Join Untapped New York’s Chief Experience Officer, Justin Rivers, for a walk over the bridge and through one of the last surviving untouched natural areas of Manhattan Island.

  • Take in some of the most stunning views of New York City from its oldest extent bridge
  • Learn the history behind the bridge’s construction and the monumental feat of bringing clean drinking water to a thirsty New York
  • Discover old remnant stone walls of the Croton Aqueduct
  • Wander through primeval Manhattan and scale (safely) some Manhattan schist.

About this Event:

In 1848, High Bridge, the oldest surviving bridge in Manhattan was built to bring water to the burgeoning city of New York. Aside from transporting much-needed clean water, the bridge connected the metropolitan borough of Manhattan to the lush rural area of the Bronx, so that both city dwellers and those who lived in the country could easily travel back and forth.
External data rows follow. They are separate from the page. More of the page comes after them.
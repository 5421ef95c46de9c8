//! # Descriptive Statistics
//!
//! $$
//! \hat\rho_{xy}=\frac{\sum_i (x_i-\bar x)(y_i-\bar y)}{\sqrt{\sum_i (x_i-\bar x)^2\sum_i (y_i-\bar y)^2}},
//! \qquad \sigma_{\text{ann}}=s\sqrt{P}
//! $$
//!
//! Sample moments of return series. Variances use the `n - 1` denominator.

use std::fmt;
use std::str::FromStr;

use serde::Deserialize;
use serde::Serialize;

use crate::error::Result;
use crate::error::RiskError;

/// Native sampling period of a return series.
#[derive(Clone, Copy, Debug, Default, PartialEq, Eq, Serialize, Deserialize)]
#[serde(rename_all = "lowercase")]
pub enum SampleFrequency {
  #[default]
  Daily,
  Weekly,
  Monthly,
}

impl SampleFrequency {
  /// Number of native periods in one year.
  pub fn periods_per_year(self) -> f64 {
    match self {
      Self::Daily => 252.0,
      Self::Weekly => 52.0,
      Self::Monthly => 12.0,
    }
  }
}

impl FromStr for SampleFrequency {
  type Err = RiskError;

  fn from_str(s: &str) -> Result<Self> {
    match s.to_lowercase().as_str() {
      "d" | "1d" | "daily" => Ok(Self::Daily),
      "w" | "1wk" | "weekly" => Ok(Self::Weekly),
      "m" | "1mo" | "monthly" => Ok(Self::Monthly),
      other => Err(RiskError::InvalidInput(format!(
        "unknown sampling frequency '{other}'"
      ))),
    }
  }
}

impl fmt::Display for SampleFrequency {
  fn fmt(&self, f: &mut fmt::Formatter<'_>) -> fmt::Result {
    match self {
      Self::Daily => write!(f, "daily"),
      Self::Weekly => write!(f, "weekly"),
      Self::Monthly => write!(f, "monthly"),
    }
  }
}

/// Native and annualized moments of one series.
#[derive(Clone, Copy, Debug, PartialEq)]
pub struct SeriesSummary {
  pub observations: usize,
  pub mean: f64,
  pub std_dev: f64,
  pub annualized_mean: f64,
  pub annualized_volatility: f64,
}

pub(crate) fn sample_mean(xs: &[f64]) -> f64 {
  if xs.is_empty() {
    0.0
  } else {
    xs.iter().sum::<f64>() / xs.len() as f64
  }
}

pub(crate) fn sample_variance(xs: &[f64], mean: f64) -> f64 {
  if xs.len() < 2 {
    return 0.0;
  }

  let mut acc = 0.0;
  for &x in xs {
    let d = x - mean;
    acc += d * d;
  }
  acc / (xs.len() - 1) as f64
}

fn require_observations(xs: &[f64], min: usize) -> Result<()> {
  if xs.len() < min {
    return Err(RiskError::InsufficientData(format!(
      "need at least {min} observations, got {}",
      xs.len()
    )));
  }
  if xs.iter().any(|x| !x.is_finite()) {
    return Err(RiskError::InvalidInput(
      "series contains non-finite values".to_string(),
    ));
  }
  Ok(())
}

fn require_aligned(x: &[f64], y: &[f64]) -> Result<()> {
  if x.len() != y.len() {
    return Err(RiskError::MisalignedSeries(format!(
      "series lengths differ ({} vs {})",
      x.len(),
      y.len()
    )));
  }
  Ok(())
}

/// Sample mean.
pub fn mean(xs: &[f64]) -> Result<f64> {
  require_observations(xs, 1)?;
  Ok(sample_mean(xs))
}

/// Sample variance with the `n - 1` denominator.
pub fn variance(xs: &[f64]) -> Result<f64> {
  require_observations(xs, 2)?;
  Ok(sample_variance(xs, sample_mean(xs)))
}

/// Sample standard deviation with the `n - 1` denominator.
pub fn std_dev(xs: &[f64]) -> Result<f64> {
  variance(xs).map(f64::sqrt)
}

/// Native standard deviation scaled by `sqrt(periods per year)`.
pub fn annualized_volatility(xs: &[f64], frequency: SampleFrequency) -> Result<f64> {
  Ok(std_dev(xs)? * frequency.periods_per_year().sqrt())
}

/// Sample covariance of two aligned series.
pub fn covariance(x: &[f64], y: &[f64]) -> Result<f64> {
  require_aligned(x, y)?;
  require_observations(x, 2)?;
  require_observations(y, 2)?;

  let mx = sample_mean(x);
  let my = sample_mean(y);
  let acc = x
    .iter()
    .zip(y.iter())
    .map(|(a, b)| (a - mx) * (b - my))
    .sum::<f64>();
  Ok(acc / (x.len() - 1) as f64)
}

/// Pearson correlation of two aligned series.
///
/// A constant series has no defined correlation; it is reported as `0`.
pub fn pearson(x: &[f64], y: &[f64]) -> Result<f64> {
  require_aligned(x, y)?;
  require_observations(x, 2)?;
  require_observations(y, 2)?;
  Ok(pearson_unchecked(x, y))
}

pub(crate) fn pearson_unchecked(x: &[f64], y: &[f64]) -> f64 {
  let n = x.len().min(y.len());
  if n < 2 {
    return 0.0;
  }

  let mx = sample_mean(&x[..n]);
  let my = sample_mean(&y[..n]);

  let mut cov = 0.0;
  let mut sx = 0.0;
  let mut sy = 0.0;

  for i in 0..n {
    let dx = x[i] - mx;
    let dy = y[i] - my;
    cov += dx * dy;
    sx += dx * dx;
    sy += dy * dy;
  }

  let denom = (sx * sy).sqrt();
  if denom < 1e-15 {
    0.0
  } else {
    (cov / denom).clamp(-1.0, 1.0)
  }
}

/// Native and annualized moments of a series.
pub fn summarize(xs: &[f64], frequency: SampleFrequency) -> Result<SeriesSummary> {
  require_observations(xs, 2)?;
  let m = sample_mean(xs);
  let sd = sample_variance(xs, m).sqrt();
  let periods = frequency.periods_per_year();

  Ok(SeriesSummary {
    observations: xs.len(),
    mean: m,
    std_dev: sd,
    annualized_mean: m * periods,
    annualized_volatility: sd * periods.sqrt(),
  })
}

#[cfg(test)]
mod tests {
  use approx::assert_abs_diff_eq;
  use approx::assert_relative_eq;

  use super::*;

  const A: [f64; 5] = [0.01, -0.02, 0.015, -0.01, 0.02];
  const B: [f64; 5] = [0.005, -0.01, 0.008, -0.005, 0.012];

  #[test]
  fn moments_use_bessel_correction() {
    assert_relative_eq!(mean(&A).unwrap(), 0.003, epsilon = 1e-12);
    // sum of squared deviations = 0.00118, divided by n - 1 = 4
    assert_relative_eq!(variance(&A).unwrap(), 0.000_295, epsilon = 1e-12);
    assert_relative_eq!(std_dev(&A).unwrap(), 0.000_295_f64.sqrt(), epsilon = 1e-12);
  }

  #[test]
  fn identical_series_are_perfectly_correlated() {
    assert_abs_diff_eq!(pearson(&A, &A).unwrap(), 1.0, epsilon = 1e-12);
    let neg: Vec<f64> = A.iter().map(|x| -x).collect();
    assert_abs_diff_eq!(pearson(&A, &neg).unwrap(), -1.0, epsilon = 1e-12);
  }

  #[test]
  fn correlation_stays_in_unit_interval() {
    let rho = pearson(&A, &B).unwrap();
    assert!((-1.0..=1.0).contains(&rho));
    assert!(rho > 0.9);
  }

  #[test]
  fn constant_series_has_zero_correlation() {
    let flat = [0.01; 5];
    assert_eq!(pearson(&flat, &A).unwrap(), 0.0);
    assert_abs_diff_eq!(std_dev(&flat).unwrap(), 0.0, epsilon = 1e-15);
  }

  #[test]
  fn covariance_matches_correlation_times_vols() {
    let cov = covariance(&A, &B).unwrap();
    let rho = pearson(&A, &B).unwrap();
    let expected = rho * std_dev(&A).unwrap() * std_dev(&B).unwrap();
    assert_relative_eq!(cov, expected, epsilon = 1e-15);
  }

  #[test]
  fn rejects_short_and_misaligned_input() {
    assert!(matches!(std_dev(&[0.01]), Err(RiskError::InsufficientData(_))));
    assert!(matches!(
      pearson(&A, &B[..4]),
      Err(RiskError::MisalignedSeries(_))
    ));
    assert!(matches!(mean(&[]), Err(RiskError::InsufficientData(_))));
  }

  #[test]
  fn annualization_scales_by_root_periods() {
    let daily = std_dev(&A).unwrap();
    let annual = annualized_volatility(&A, SampleFrequency::Daily).unwrap();
    assert_relative_eq!(annual, daily * 252.0_f64.sqrt(), epsilon = 1e-15);

    let summary = summarize(&A, SampleFrequency::Monthly).unwrap();
    assert_relative_eq!(summary.annualized_mean, 0.036, epsilon = 1e-12);
    assert_eq!(summary.observations, 5);
  }

  #[test]
  fn frequency_parses_common_spellings() {
    assert_eq!("daily".parse::<SampleFrequency>().unwrap(), SampleFrequency::Daily);
    assert_eq!("1wk".parse::<SampleFrequency>().unwrap(), SampleFrequency::Weekly);
    assert!("hourly".parse::<SampleFrequency>().is_err());
  }
}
After being closed for over forty years, the bridge, built in the style of ancient Roman aqueducts, was opened to pedestrians in the summer of 2015. Join Untapped New York’s Chief Experience Officer, Justin Rivers, for a walk over the bridge and through one of the last surviving untouched natural areas of Manhattan Island.

PLEASE NOTE: There is a large and steep set of stairs scaling the side of High Bridge Park which may be a challenge for those with mobility issues.